The central channels of nuclear pore complexes (NPCs) in eukaryotic cells are filled with protein chains whose sequences contain characteristic phenylalanine-glycine motifs. Properties of these nanopore-confined FG-repeat sequences are of central importance to NPC function. Here we demonstrate an approach to nuclear magnetic resonance (NMR) studies of FG-repeat sequences (or other polypeptides) that are tethered within pores with diameters similar to those of NPC channels. By attaching alkyl phosphonate groups to the N-terminus of a 30-residue peptide that contains four FG repeats, called FG30, we tether FG30 chains to walls of 20-nm-diameter pores in anodic aluminum oxide (AAO) wafers through phosphonate-surface bonds. Quantitative ¹³ C and ³¹ P NMR measurements indicate 90 mM peptide concentrations (300 mg/ml) within the pores.

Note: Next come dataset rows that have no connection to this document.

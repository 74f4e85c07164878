pub mod backends;
pub mod check;
pub mod doctor;
pub mod run;

use pinode_core::{GatewayConfig, PinodeResult};
use std::path::Path;

/// Load `path`, or search the standard locations when no path is given
pub fn load_config(path: Option<&Path>) -> PinodeResult<GatewayConfig> {
    match path {
        Some(path) => GatewayConfig::from_file(path),
        None => GatewayConfig::find_and_load(),
    }
}
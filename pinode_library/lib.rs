//! # PINODE Device Library
//!
//! Raspberry Pi hardware for the PINODE gateway.
//!
//! ## Structure
//!
//! ```text
//! pinode_library/
//! ├── drivers/   # Backends: simulation + hardware (rppal, i2c-dev, v4l2)
//! └── devices/   # Gateway devices and the config-driven factory
//! ```
//!
//! ## Usage
//!
//! ```rust,no_run
//! use pinode_core::{GatewayConfig, LogPublisher};
//! use std::sync::Arc;
//!
//! let config = GatewayConfig::from_yaml(
//!     r#"
//! devices:
//!   door:
//!     kind: gpio_input
//!     pin: 11
//!   baro:
//!     kind: bmp085
//! "#,
//! )
//! .unwrap();
//!
//! let mut gateway = pinode_library::build_gateway(&config, Arc::new(LogPublisher)).unwrap();
//! gateway.start().unwrap();
//! // ...
//! gateway.stop();
//! ```

pub mod devices;
pub mod drivers;

// Devices
pub use devices::{
    build_gateway, build_gateway_with, Bmp085Device, Bno055Device, CameraDevice, DeviceDriver,
    DeviceFactory, GpioInputDevice, GpioOutputDevice, GpioPwmDevice, DEVICE_KINDS,
};

// GPIO
#[cfg(feature = "gpio-hardware")]
pub use drivers::RppalGpioDriver;
pub use drivers::{Edge, GpioContext, GpioDriver, GpioDriverBackend, Pull, SimulationGpioDriver};

// I2C
#[cfg(feature = "i2c-hardware")]
pub use drivers::LinuxI2cDriver;
pub use drivers::{Bmp085Driver, Bno055Driver, I2cBus, I2cDriver, I2cDriverBackend};

// Camera
#[cfg(feature = "v4l2-backend")]
pub use drivers::V4l2CameraDriver;
pub use drivers::{
    CameraDriver, CameraDriverBackend, CameraSession, CameraState, SimulationCameraDriver,
    StreamTarget,
};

NMR spectra and spin relaxation measurements show that FG30 chains are dynamically disordered and random-coil-like in buffer-filled pores over a broad temperature range. In contrast, FG30 aggregates in free solution at concentrations above 2 mM, forming structurally ordered fibrils according to electron microscopy and NMR measurements. These results demonstrate the utility of AAO as a scaffold for studies of polypeptides in nanopore-confined environments and show that tethering to nanopore walls can dramatically alter the self-assembly properties of an FG-repeat sequence.